Start of Block
//! Domain selection: by id directly, or by name through the domain list.

use log::info;

use crate::api::ControlPlane;
use crate::error::{FleetError, Result};

/// Return the id to operate on. An explicit id wins; otherwise the first
/// listed domain whose name equals `name` is used.
pub async fn resolve_domain_id<C: ControlPlane + ?Sized>(
    control_plane: &C,
    id:            Option<&str>,
    name:          Option<&str>,
) -> Result<String> {
    if let Some(id) = id.filter(|s| !s.is_empty()) {
        return Ok(id.to_string());
    }
    let name = match name.filter(|s| !s.is_empty()) {
        Some(n) => n,
        None => return Err(FleetError::Config("either a domain id or a domain name must be provided".into())),
    };

    let page = control_plane.list_domains().await?;
    let domain = page
        .elements
        .into_iter()
        .find(|d| d.name == name)
        .ok_or_else(|| FleetError::NotFound(format!("domain name '{name}'")))?;
    info!("domain '{name}' resolved to {}", domain.id);
    Ok(domain.id)
}

#[cfg(test)]
mod tests {
    use super::*;
    use crate::api::fake::FakeControlPlane;
    use crate::api::models::{Domain, Page};

    fn domains() -> Page<Domain> {
        Page {
            elements: vec![
                Domain { id: "d-mgmt".into(), name: "sfo-m01".into() },
                Domain { id: "d-w01".into(),  name: "sfo-w01".into() },
            ],
        }
    }

    #[tokio::test]
    async fn explicit_id_skips_lookup() {
        let cp = FakeControlPlane::new();
        let id = resolve_domain_id(&cp, Some("d-x"), Some("sfo-w01")).await.unwrap();
        assert_eq!(id, "d-x");
        assert!(cp.calls().is_empty());
    }

    #[tokio::test]
    async fn name_is_looked_up() {
        let cp = FakeControlPlane::new();
        cp.domains.lock().unwrap().push_back(Ok(domains()));
        let id = resolve_domain_id(&cp, None, Some("sfo-w01")).await.unwrap();
        assert_eq!(id, "d-w01");
    }

    #[tokio::test]
    async fn unknown_name_is_not_found() {
        let cp = FakeControlPlane::new();
        cp.domains.lock().unwrap().push_back(Ok(domains()));
        let err = resolve_domain_id(&cp, None, Some("lax-w09")).await.unwrap_err();
        assert!(matches!(err, FleetError::NotFound(_)));
    }

    #[tokio::test]
    async fn neither_given_is_config_error() {
        let cp = FakeControlPlane::new();
        let err = resolve_domain_id(&cp, Some(""), None).await.unwrap_err();
        assert!(matches!(err, FleetError::Config(_)));
    }
}
//! Certificate validation, generation and lookup against the fleet manager.

pub mod fingerprint;
pub mod operations;
pub mod outcome;
pub mod query;
pub mod resolve;
pub mod tasks;
pub mod waiter;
End of Block
### What you need to do
Starting from the first line of the records above, retype each line exactly up to and including the one that contains "async fn explicit_id_skips_lookup()", and nothing more.

### Output below
//! Domain selection: by id directly, or by name through the domain list.

use log::info;

use crate::api::ControlPlane;
use crate::error::{FleetError, Result};

/// Return the id to operate on. An explicit id wins; otherwise the first
/// listed domain whose name equals `name` is used.
pub async fn resolve_domain_id<C: ControlPlane + ?Sized>(
    control_plane: &C,
    id:            Option<&str>,
    name:          Option<&str>,
) -> Result<String> {
    if let Some(id) = id.filter(|s| !s.is_empty()) {
        return Ok(id.to_string());
    }
    let name = match name.filter(|s| !s.is_empty()) {
        Some(n) => n,
        None => return Err(FleetError::Config("either a domain id or a domain name must be provided".into())),
    };

    let page = control_plane.list_domains().await?;
    let domain = page
        .elements
        .into_iter()
        .find(|d| d.name == name)
        .ok_or_else(|| FleetError::NotFound(format!("domain name '{name}'")))?;
    info!("domain '{name}' resolved to {}", domain.id);
    Ok(domain.id)
}

#[cfg(test)]
mod tests {
    use super::*;
    use crate::api::fake::FakeControlPlane;
    use crate::api::models::{Domain, Page};

    fn domains() -> Page<Domain> {
        Page {
            elements: vec![
                Domain { id: "d-mgmt".into(), name: "sfo-m01".into() },
                Domain { id: "d-w01".into(),  name: "sfo-w01".into() },
            ],
        }
    }

    #[tokio::test]
    async fn explicit_id_skips_lookup() {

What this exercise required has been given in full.